Indication
Uterine/cervical prolapse.
Advantages
- Οffers easier and safer onco-preventive adnexectomy at the time of vaginal surgery.
- Creates a better anatomical correction of the prolapse in comparison to the sacrospinous ligament fixation.
- May be less risky than conventional vaginal uterosacral ligament suspension since all structures are better visualized.
- May be a better option than conventional vaginal surgery in the presence of intraperitoneal adhesions.
- As a hysteropexy, it can be a viable option for younger women with advanced prolapse wishing fertility preservation.
- Less pain and no visible scars in comparison to conventional laparoscopy.
Disadvantages
- Requires special equipment and more surgical instruments than conventional vaginal surgery.
- In comparison to its laparoscopic alternative, there is no visualization of the intraperitoneal end-result, meaning that ureteral kinking or small bowel entrapment could still occur.
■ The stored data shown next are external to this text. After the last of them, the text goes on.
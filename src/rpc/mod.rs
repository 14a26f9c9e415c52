// Copyright 2019-2024 ChainSafe Systems
// SPDX-License-Identifier: Apache-2.0, MIT

//! JSON-RPC surface of the daemon. Handlers resolve the disk from the
//! logical name, consult the quota gate, and drive the disk engines on
//! the blocking-work pool so file I/O never stalls the reactor.

pub mod error;
mod file_api;
mod meta_api;
mod stats_api;
pub mod types;

use std::collections::HashMap;
use std::net::SocketAddr;
use std::sync::Arc;

use jsonrpsee::server::{RpcModule, Server, ServerHandle};
use jsonrpsee::types::ErrorObjectOwned;

use crate::disk::{split_disk_path, Disk, Error};
use crate::enforce::QuotaGate;
use crate::stats::CounterStore;

pub const CFS_WRITE: &str = "Cfs.Write";
pub const CFS_READ: &str = "Cfs.Read";
pub const CFS_RENAME: &str = "Cfs.Rename";
pub const CFS_REMOVE: &str = "Cfs.Remove";
pub const CFS_READDIR: &str = "Cfs.ReadDir";
pub const CFS_MKDIR: &str = "Cfs.Mkdir";
pub const CFS_STAT: &str = "Cfs.Stat";
pub const CFS_SYNC: &str = "Cfs.Sync";
pub const CFS_DISKS: &str = "Cfs.Disks";
pub const CFS_CONTAINER_INFO: &str = "Cfs.ContainerInfo";
pub const CFS_METRICS: &str = "Cfs.Metrics";

/// State shared by every RPC handler.
pub struct RPCState {
    pub disks: HashMap<String, Disk>,
    pub stats: Arc<CounterStore>,
    pub quota: Arc<QuotaGate>,
}

impl RPCState {
    /// Resolve a logical `<disk>/<path>` name against the configured
    /// disks.
    pub fn resolve_name(&self, name: &str) -> Result<(&Disk, String), Error> {
        let (disk_id, rel) = split_disk_path(name)?;
        let disk = self
            .disks
            .get(&disk_id)
            .ok_or_else(|| Error::BadName(name.to_string()))?;
        Ok((disk, rel))
    }
}

pub type Ctx = Arc<RPCState>;

/// Bind the server and register every method. Returns the bound address
/// (useful with port 0) and the handle that keeps the server alive.
pub async fn start_rpc(state: RPCState, listen: SocketAddr) -> anyhow::Result<(SocketAddr, ServerHandle)> {
    let server = Server::builder().build(listen).await?;
    let addr = server.local_addr()?;

    let mut module = RpcModule::new(state);
    module.register_async_method(CFS_WRITE, |params, ctx, _| async move {
        file_api::write(params, ctx).await.map_err(ErrorObjectOwned::from)
    })?;
    module.register_async_method(CFS_READ, |params, ctx, _| async move {
        file_api::read(params, ctx).await.map_err(ErrorObjectOwned::from)
    })?;
    module.register_async_method(CFS_RENAME, |params, ctx, _| async move {
        file_api::rename(params, ctx).await.map_err(ErrorObjectOwned::from)
    })?;
    module.register_async_method(CFS_REMOVE, |params, ctx, _| async move {
        file_api::remove(params, ctx).await.map_err(ErrorObjectOwned::from)
    })?;
    module.register_async_method(CFS_READDIR, |params, ctx, _| async move {
        file_api::readdir(params, ctx).await.map_err(ErrorObjectOwned::from)
    })?;
    module.register_async_method(CFS_MKDIR, |params, ctx, _| async move {
        file_api::mkdir(params, ctx).await.map_err(ErrorObjectOwned::from)
    })?;
    module.register_async_method(CFS_STAT, |params, ctx, _| async move {
        file_api::stat(params, ctx).await.map_err(ErrorObjectOwned::from)
    })?;
    module.register_async_method(CFS_SYNC, |params, ctx, _| async move {
        file_api::sync(params, ctx).await.map_err(ErrorObjectOwned::from)
    })?;
    module.register_async_method(CFS_DISKS, |params, ctx, _| async move {
        meta_api::disks(params, ctx).await.map_err(ErrorObjectOwned::from)
    })?;
    module.register_async_method(CFS_CONTAINER_INFO, |params, ctx, _| async move {
        stats_api::container_info(params, ctx)
            .await
            .map_err(ErrorObjectOwned::from)
    })?;
    module.register_async_method(CFS_METRICS, |params, ctx, _| async move {
        stats_api::metrics(params, ctx).await.map_err(ErrorObjectOwned::from)
    })?;

    let handle = server.start(module);
    Ok((addr, handle))
}
// Copyright 2019-2024 ChainSafe Systems
// SPDX-License-Identifier: Apache-2.0, MIT

use std::fmt;

use jsonrpsee::types::error::{ErrorObjectOwned, INTERNAL_ERROR_CODE, INVALID_PARAMS_CODE};

/// Transport-level RPC failure: malformed parameters or an internal
/// fault. Disk-core errors never take this path; they travel inside the
/// reply's `error` field so the wire contract stays intact.
#[derive(Debug)]
pub struct ServerError {
    inner: ErrorObjectOwned,
}

impl ServerError {
    pub fn new(code: i32, message: impl fmt::Display) -> Self {
        Self {
            inner: ErrorObjectOwned::owned(code, message.to_string(), None::<()>),
        }
    }

    pub fn internal_error(message: impl fmt::Display) -> Self {
        Self::new(INTERNAL_ERROR_CODE, message)
    }

    pub fn invalid_params(message: impl fmt::Display) -> Self {
        Self::new(INVALID_PARAMS_CODE, message)
    }
}

impl fmt::Display for ServerError {
    fn fmt(&self, f: &mut fmt::Formatter<'_>) -> fmt::Result {
        write!(f, "JSON-RPC error: {}", self.inner.message())
    }
}

impl std::error::Error for ServerError {}

impl From<ErrorObjectOwned> for ServerError {
    fn from(inner: ErrorObjectOwned) -> Self {
        Self { inner }
    }
}

impl From<ServerError> for ErrorObjectOwned {
    fn from(e: ServerError) -> Self {
        e.inner
    }
}

impl From<tokio::task::JoinError> for ServerError {
    fn from(e: tokio::task::JoinError) -> Self {
        Self::internal_error(e)
    }
}
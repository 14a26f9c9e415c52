// Copyright 2019-2024 ChainSafe Systems
// SPDX-License-Identifier: Apache-2.0, MIT

use crate::cli::check_reply_err;
use crate::rpc_client::ApiInfo;

#[derive(Debug, clap::Args)]
pub struct ReadDirCommand {
    /// Logical name `<disk>/<path>` of the directory
    #[arg(short, long)]
    name: String,
}

impl ReadDirCommand {
    pub async fn run(&self, api: &ApiInfo) -> anyhow::Result<()> {
        let reply = api.readdir(&self.name).await?;
        check_reply_err("readdir", reply.error)?;
        for info in reply.file_infos {
            let kind = if info.is_dir { "d" } else { "-" };
            println!("{kind} {:>12} {}", info.size, info.name);
        }
        Ok(())
    }
}
// Copyright 2019-2024 ChainSafe Systems
// SPDX-License-Identifier: Apache-2.0, MIT

use jsonrpsee::types::Params;
use tokio::task::spawn_blocking;

use super::error::ServerError;
use super::types::{ContainerInfoReply, MetricsReply};
use super::Ctx;
use crate::stats::container_report;

pub async fn container_info(_params: Params<'_>, ctx: Ctx) -> Result<ContainerInfoReply, ServerError> {
    // Walking the disk roots hits the filesystem, so keep it off the
    // reactor.
    let reply = spawn_blocking(move || {
        let report = container_report(&ctx.disks);
        match serde_json::to_string(&report) {
            Ok(info) => ContainerInfoReply { info, error: None },
            Err(e) => ContainerInfoReply {
                info: String::new(),
                error: Some(e.to_string()),
            },
        }
    })
    .await?;
    Ok(reply)
}

pub async fn metrics(_params: Params<'_>, ctx: Ctx) -> Result<MetricsReply, ServerError> {
    Ok(MetricsReply {
        counters: ctx.stats.snapshot(),
    })
}
// Copyright 2019-2024 ChainSafe Systems
// SPDX-License-Identifier: Apache-2.0, MIT

fn main() -> anyhow::Result<()> {
    cfs::daemon::main()
}
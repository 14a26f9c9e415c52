// Copyright 2019-2024 ChainSafe Systems
// SPDX-License-Identifier: Apache-2.0, MIT

mod config;

pub use config::*;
- May be more time-consuming than conventional sacrospinous ligament fixation.
Technique
First perform the vaginal hysterectomy. In patients with need for uterus preservation, the peritoneal window should be opened behind the cervix (posterior colpotomy inside the cul-de-sac). Insert your preferred transvaginal access platform (e.g. GelPOINT V-Path®) and insufflate at 12cmH20. First perform the onco-preventive adnexectomy (or salpingectomy for younger women). Place the patient in a slight Trendelenburg position to aid with visualization. Visualize the ureters on each side. After identifying the uterosacral ligaments on each side, we prefer to open a small peritoneal window. This facilitates distancing from the ipsilateral ureter and may reduce ureteral kinking. Then we take a good grip of the uterosacral ligament, passing the suture twice and slightly pull downwards to check its strength. We use PDS 0 sutures, since absorbable sutures have been shown to not be inferior to non-absorbable. Both sutures have been passed, right and left. The vNOTES platform is removed and these are then passed through the full thickness of the posterior wall of the vaginal cuff. After completion of the surgery (anterior/posterior colporrhaphy if needed, traditional closure of the vaginal cuff) and with the patient in Trendelenburg position (to avoid entrapment of the small bowel) we tie the sutures and thus elevate the vagina.
Contraindications
- Extensive previous surgery of the pelvis – e.g. endometriosis with obliteration of the pouch of Douglas or similar.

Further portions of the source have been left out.